= Beginning of Section =
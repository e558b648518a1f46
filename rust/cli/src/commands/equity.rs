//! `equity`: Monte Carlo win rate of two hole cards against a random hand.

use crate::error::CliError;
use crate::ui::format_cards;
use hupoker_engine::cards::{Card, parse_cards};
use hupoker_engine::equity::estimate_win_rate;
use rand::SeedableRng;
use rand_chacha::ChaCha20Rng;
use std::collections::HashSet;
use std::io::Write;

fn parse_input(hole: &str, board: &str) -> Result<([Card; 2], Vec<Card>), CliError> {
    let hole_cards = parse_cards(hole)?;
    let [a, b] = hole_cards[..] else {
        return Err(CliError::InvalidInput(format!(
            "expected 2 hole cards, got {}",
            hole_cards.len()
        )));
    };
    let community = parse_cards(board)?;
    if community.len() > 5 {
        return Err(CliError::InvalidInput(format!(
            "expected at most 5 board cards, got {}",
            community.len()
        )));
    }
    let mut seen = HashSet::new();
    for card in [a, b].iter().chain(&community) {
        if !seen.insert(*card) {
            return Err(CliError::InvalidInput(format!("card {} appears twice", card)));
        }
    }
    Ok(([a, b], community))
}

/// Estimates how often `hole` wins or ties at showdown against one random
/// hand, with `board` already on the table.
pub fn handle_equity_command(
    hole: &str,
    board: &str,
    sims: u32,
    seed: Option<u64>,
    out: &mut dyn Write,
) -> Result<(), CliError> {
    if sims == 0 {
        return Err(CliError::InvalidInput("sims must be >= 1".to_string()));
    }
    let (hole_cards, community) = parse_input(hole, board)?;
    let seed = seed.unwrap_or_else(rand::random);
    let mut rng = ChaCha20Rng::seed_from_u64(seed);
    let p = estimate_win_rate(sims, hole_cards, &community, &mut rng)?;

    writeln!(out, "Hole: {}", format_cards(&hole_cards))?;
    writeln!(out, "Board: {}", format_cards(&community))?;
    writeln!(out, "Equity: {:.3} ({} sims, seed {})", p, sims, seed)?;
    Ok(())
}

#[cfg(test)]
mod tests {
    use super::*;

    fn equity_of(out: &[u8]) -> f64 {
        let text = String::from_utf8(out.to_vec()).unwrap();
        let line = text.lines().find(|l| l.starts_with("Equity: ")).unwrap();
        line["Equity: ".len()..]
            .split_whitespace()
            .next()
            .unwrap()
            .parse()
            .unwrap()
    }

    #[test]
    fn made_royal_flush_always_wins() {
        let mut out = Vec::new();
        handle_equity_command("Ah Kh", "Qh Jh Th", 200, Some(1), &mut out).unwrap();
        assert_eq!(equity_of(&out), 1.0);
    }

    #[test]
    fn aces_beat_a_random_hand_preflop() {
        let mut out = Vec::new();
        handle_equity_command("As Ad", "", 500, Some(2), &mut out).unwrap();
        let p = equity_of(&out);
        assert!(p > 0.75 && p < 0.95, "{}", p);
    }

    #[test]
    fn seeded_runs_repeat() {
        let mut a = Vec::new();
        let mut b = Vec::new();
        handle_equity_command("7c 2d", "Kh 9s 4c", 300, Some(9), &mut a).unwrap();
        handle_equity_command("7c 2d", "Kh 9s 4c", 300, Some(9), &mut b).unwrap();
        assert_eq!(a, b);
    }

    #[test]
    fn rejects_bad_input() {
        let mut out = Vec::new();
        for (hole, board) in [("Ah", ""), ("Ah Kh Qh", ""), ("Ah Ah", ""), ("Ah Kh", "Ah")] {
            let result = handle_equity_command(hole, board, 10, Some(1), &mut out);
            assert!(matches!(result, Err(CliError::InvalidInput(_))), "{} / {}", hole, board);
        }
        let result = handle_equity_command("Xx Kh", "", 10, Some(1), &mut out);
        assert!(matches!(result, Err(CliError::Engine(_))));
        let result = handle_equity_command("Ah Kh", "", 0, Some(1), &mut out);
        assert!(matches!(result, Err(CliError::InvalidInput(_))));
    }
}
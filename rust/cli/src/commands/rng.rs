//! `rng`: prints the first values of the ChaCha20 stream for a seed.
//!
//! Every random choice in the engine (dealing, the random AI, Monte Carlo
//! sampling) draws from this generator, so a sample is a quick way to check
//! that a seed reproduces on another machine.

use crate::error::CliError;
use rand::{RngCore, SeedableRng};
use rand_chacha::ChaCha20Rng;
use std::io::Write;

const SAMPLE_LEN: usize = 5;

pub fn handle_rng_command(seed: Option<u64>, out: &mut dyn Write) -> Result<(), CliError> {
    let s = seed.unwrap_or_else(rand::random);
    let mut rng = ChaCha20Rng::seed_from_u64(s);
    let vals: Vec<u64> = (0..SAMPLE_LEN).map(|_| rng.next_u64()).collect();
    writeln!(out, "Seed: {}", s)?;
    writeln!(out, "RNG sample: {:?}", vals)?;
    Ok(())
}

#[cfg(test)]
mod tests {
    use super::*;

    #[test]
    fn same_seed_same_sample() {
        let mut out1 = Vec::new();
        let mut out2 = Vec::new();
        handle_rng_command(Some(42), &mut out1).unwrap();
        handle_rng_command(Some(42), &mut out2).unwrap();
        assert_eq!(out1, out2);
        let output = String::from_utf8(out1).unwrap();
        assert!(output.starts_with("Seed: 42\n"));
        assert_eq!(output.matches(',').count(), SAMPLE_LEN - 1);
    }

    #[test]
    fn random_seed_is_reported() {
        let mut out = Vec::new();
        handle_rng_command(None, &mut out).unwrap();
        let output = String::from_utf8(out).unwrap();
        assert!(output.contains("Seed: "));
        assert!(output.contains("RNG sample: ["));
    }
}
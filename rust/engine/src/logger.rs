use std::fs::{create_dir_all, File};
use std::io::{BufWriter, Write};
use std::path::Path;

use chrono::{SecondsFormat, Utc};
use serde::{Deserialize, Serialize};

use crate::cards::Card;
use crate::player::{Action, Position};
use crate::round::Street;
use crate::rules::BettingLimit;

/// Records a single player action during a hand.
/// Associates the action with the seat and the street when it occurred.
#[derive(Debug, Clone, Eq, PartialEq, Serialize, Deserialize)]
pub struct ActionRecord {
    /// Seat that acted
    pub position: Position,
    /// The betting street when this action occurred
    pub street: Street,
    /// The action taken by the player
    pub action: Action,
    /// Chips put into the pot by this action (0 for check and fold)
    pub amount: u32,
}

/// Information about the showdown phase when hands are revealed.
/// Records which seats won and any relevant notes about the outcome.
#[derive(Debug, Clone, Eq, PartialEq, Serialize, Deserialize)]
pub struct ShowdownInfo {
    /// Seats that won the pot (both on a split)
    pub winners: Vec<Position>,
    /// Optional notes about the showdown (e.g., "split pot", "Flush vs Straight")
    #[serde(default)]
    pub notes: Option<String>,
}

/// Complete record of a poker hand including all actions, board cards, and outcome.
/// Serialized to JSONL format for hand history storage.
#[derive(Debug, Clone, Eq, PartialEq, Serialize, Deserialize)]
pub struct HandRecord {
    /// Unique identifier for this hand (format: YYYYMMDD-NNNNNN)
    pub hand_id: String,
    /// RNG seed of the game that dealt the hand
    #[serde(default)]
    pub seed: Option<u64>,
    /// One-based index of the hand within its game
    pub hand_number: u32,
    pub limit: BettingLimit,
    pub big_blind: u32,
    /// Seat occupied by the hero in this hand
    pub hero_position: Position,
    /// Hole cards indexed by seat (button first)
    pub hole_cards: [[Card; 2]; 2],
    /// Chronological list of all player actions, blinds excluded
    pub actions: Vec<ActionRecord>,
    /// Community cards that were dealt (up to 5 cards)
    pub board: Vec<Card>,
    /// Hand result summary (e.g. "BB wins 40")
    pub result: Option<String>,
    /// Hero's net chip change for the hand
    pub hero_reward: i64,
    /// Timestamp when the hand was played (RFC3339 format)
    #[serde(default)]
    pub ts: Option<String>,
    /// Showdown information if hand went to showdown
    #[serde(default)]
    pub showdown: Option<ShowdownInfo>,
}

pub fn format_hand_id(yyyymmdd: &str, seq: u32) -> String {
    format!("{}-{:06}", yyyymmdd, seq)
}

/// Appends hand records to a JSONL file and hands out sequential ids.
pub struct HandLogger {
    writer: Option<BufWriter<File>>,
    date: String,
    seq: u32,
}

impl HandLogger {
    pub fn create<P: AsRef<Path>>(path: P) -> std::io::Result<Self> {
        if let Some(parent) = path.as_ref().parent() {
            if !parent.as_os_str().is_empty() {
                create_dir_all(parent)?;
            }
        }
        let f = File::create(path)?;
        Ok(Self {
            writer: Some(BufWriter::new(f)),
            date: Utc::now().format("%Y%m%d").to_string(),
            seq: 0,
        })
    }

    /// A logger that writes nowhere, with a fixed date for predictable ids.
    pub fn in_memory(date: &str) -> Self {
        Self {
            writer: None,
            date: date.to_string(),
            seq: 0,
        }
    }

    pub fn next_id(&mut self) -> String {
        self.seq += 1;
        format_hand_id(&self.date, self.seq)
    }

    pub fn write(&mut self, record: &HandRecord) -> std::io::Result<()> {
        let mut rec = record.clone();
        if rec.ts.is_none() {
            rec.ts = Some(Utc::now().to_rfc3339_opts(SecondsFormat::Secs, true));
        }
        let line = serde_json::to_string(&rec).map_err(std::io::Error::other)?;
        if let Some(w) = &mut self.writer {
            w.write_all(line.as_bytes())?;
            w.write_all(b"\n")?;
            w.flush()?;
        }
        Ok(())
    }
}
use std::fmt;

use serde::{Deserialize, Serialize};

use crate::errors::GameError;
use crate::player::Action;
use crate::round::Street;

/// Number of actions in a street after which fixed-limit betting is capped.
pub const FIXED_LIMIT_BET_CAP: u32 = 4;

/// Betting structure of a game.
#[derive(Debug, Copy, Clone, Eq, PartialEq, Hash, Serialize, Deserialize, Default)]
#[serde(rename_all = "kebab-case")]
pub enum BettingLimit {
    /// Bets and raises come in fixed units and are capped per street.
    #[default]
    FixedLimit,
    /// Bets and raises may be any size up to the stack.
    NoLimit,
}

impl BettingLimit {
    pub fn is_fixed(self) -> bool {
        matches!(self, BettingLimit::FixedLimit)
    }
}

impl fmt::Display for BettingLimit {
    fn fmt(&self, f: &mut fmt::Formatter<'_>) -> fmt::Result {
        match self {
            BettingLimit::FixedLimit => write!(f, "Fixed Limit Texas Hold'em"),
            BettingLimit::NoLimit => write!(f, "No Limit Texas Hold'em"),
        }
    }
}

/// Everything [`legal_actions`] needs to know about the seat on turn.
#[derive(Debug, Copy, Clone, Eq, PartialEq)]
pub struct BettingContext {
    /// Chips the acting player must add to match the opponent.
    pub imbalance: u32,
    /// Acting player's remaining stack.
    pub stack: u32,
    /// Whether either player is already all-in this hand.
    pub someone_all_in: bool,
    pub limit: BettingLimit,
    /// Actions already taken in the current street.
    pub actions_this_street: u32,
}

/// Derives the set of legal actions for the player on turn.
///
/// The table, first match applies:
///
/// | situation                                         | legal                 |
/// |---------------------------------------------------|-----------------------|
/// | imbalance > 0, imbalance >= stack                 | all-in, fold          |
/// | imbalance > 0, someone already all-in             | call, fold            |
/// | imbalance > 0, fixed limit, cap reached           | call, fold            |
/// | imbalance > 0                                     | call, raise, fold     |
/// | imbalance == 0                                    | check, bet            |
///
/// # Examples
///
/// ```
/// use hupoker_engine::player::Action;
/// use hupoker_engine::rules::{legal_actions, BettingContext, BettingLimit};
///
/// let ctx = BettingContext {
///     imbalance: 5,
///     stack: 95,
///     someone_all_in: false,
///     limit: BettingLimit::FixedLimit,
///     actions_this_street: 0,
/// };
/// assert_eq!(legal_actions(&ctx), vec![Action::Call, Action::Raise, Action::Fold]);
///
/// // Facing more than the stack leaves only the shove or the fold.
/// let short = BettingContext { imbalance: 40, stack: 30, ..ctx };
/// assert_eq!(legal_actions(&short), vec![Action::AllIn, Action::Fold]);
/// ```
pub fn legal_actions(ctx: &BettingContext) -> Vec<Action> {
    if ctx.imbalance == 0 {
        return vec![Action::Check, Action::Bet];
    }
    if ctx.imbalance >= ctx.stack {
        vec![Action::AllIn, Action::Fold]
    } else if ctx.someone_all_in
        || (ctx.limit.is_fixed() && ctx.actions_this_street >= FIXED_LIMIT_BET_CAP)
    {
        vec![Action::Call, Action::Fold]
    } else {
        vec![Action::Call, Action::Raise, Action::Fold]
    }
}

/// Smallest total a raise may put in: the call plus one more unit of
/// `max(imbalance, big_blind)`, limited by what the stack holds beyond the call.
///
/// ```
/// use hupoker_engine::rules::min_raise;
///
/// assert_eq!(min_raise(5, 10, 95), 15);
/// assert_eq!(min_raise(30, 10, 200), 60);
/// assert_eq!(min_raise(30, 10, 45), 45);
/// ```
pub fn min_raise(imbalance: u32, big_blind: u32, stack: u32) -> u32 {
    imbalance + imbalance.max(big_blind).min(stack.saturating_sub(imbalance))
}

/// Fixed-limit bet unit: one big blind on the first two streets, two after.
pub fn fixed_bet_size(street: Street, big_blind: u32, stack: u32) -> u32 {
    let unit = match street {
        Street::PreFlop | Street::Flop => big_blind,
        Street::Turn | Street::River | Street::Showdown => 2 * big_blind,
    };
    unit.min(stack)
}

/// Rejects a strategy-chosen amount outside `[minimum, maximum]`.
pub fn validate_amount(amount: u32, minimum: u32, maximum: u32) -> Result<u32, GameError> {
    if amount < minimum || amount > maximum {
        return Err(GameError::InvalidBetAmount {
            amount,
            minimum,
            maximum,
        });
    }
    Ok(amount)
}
= End of Section =
#### [INSTRUCTIONS FOR THE TASK]
Gather all lines with the string "return" from the data.

#### [THE ANSWER]
        return Err(CliError::InvalidInput(format!(
        return Err(CliError::InvalidInput(format!(
            return Err(CliError::InvalidInput(format!("card {} appears twice", card)));
        return Err(CliError::InvalidInput("sims must be >= 1".to_string()));
        return vec![Action::Check, Action::Bet];
        return Err(GameError::InvalidBetAmount {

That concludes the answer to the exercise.